• Your task: Show, in full, each line of the data that contains "entry".

[[ Provided entries, beginning ]]

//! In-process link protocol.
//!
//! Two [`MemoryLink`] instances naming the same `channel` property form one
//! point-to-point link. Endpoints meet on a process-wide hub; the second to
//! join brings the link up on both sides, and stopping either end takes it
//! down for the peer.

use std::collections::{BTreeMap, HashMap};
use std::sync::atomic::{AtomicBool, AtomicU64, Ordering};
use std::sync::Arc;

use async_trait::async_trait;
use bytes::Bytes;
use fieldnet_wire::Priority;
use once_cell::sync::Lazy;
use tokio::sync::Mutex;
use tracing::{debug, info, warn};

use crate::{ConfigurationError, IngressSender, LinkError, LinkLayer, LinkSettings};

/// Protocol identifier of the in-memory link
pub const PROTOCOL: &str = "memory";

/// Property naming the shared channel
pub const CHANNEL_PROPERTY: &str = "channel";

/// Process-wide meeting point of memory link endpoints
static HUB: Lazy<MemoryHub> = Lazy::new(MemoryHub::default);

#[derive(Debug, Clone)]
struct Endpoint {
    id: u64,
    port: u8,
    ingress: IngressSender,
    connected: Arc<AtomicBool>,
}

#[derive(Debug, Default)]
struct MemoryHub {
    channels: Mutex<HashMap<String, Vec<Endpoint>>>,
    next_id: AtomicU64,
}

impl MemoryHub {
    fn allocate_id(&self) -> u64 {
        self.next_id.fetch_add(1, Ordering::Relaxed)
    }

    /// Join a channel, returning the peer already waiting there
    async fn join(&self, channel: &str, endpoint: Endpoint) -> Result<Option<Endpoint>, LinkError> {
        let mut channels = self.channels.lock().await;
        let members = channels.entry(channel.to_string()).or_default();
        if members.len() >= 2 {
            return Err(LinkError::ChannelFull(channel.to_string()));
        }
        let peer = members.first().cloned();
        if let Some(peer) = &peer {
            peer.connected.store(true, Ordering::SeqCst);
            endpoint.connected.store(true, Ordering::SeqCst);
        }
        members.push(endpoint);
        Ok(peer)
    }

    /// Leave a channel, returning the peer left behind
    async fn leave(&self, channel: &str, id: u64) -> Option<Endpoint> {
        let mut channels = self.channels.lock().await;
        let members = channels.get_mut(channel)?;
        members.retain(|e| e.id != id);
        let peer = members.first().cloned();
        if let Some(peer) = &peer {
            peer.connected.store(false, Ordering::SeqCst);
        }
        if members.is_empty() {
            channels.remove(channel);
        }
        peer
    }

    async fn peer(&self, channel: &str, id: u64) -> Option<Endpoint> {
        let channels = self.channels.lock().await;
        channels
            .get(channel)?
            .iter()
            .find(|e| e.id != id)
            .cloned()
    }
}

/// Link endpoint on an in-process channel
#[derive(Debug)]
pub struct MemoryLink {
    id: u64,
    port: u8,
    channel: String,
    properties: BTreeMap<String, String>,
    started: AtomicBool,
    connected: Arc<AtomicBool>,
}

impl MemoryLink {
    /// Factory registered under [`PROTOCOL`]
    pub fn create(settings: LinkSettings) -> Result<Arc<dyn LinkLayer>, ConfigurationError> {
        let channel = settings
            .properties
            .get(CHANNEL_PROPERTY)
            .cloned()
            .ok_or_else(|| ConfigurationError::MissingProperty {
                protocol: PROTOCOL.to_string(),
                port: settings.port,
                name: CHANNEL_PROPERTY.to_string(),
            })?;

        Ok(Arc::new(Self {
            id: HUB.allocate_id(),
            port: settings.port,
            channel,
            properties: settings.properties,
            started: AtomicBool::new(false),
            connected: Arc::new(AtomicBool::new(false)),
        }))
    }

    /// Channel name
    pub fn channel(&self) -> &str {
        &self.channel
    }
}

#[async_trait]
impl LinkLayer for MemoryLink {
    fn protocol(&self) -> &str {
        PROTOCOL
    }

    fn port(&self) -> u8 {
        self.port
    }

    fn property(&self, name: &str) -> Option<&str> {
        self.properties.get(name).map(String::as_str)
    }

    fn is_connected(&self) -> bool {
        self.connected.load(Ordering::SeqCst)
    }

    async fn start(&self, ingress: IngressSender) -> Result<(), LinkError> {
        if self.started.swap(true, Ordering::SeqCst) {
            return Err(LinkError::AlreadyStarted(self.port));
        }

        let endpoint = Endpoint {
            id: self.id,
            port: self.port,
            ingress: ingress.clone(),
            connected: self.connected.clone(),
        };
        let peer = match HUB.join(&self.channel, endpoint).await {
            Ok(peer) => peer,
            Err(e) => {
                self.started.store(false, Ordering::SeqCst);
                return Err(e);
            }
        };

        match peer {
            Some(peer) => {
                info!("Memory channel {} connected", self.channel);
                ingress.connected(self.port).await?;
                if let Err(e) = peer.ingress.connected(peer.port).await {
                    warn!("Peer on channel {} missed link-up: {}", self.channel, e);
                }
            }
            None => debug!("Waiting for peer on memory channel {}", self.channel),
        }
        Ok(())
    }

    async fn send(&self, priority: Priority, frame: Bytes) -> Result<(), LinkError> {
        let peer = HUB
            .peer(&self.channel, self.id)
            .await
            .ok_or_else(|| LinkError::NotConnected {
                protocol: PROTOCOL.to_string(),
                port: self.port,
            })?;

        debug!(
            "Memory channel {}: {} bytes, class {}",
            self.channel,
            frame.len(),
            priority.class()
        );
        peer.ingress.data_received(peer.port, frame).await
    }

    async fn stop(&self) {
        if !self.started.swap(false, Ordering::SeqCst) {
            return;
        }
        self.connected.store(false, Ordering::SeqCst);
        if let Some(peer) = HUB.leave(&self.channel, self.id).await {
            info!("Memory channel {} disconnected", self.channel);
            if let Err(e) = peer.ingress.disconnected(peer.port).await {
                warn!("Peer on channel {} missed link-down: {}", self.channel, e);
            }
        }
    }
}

[[ Provided entries, end ]]
[[ Provided entries, beginning ]]

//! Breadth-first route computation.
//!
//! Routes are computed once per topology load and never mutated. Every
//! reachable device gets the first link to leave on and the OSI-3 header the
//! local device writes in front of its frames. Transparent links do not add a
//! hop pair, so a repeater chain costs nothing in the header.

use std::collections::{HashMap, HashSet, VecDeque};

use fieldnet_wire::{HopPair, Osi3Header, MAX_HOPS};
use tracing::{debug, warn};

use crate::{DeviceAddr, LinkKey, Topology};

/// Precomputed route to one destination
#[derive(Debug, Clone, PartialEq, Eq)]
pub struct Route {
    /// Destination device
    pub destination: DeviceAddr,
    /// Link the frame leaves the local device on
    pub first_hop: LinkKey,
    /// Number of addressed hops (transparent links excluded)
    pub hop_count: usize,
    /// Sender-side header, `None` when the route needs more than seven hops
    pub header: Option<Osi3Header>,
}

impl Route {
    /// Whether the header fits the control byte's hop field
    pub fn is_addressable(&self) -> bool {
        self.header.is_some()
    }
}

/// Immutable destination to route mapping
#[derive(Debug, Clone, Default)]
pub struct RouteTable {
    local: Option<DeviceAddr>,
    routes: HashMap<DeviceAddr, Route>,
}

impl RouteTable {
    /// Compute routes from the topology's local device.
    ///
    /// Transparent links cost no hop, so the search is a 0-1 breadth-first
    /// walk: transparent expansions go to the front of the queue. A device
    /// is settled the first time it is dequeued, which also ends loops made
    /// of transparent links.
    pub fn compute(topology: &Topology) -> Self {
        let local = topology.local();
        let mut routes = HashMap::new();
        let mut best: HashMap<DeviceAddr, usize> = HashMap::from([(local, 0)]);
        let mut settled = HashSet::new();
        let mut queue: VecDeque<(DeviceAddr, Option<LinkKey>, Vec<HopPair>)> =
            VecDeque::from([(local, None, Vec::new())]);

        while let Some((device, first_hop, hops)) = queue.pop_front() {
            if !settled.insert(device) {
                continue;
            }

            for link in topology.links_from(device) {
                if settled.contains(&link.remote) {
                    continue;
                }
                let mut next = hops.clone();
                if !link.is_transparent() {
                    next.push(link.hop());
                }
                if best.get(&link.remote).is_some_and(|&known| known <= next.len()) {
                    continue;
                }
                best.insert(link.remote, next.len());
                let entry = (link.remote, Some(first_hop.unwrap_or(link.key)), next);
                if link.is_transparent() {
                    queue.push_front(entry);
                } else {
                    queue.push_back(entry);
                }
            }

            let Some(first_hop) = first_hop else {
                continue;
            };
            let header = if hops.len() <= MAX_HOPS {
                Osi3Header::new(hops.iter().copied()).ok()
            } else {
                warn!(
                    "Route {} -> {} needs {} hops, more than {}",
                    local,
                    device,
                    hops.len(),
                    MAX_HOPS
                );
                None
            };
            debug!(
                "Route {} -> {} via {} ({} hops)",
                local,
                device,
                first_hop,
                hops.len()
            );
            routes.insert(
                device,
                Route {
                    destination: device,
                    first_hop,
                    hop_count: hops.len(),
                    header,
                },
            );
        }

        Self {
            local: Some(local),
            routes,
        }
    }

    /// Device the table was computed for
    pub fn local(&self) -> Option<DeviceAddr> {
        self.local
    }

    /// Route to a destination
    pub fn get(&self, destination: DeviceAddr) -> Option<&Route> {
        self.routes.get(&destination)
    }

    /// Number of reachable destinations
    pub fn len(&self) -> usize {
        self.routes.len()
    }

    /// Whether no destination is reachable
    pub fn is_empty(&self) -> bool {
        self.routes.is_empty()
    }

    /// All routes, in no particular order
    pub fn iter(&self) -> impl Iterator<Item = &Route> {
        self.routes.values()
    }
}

[[ Provided entries, end ]]

• Answer to this problem:
        let members = channels.entry(channel.to_string()).or_default();
                let entry = (link.remote, Some(first_hop.unwrap_or(link.key)), next);
                    queue.push_front(entry);
                    queue.push_back(entry);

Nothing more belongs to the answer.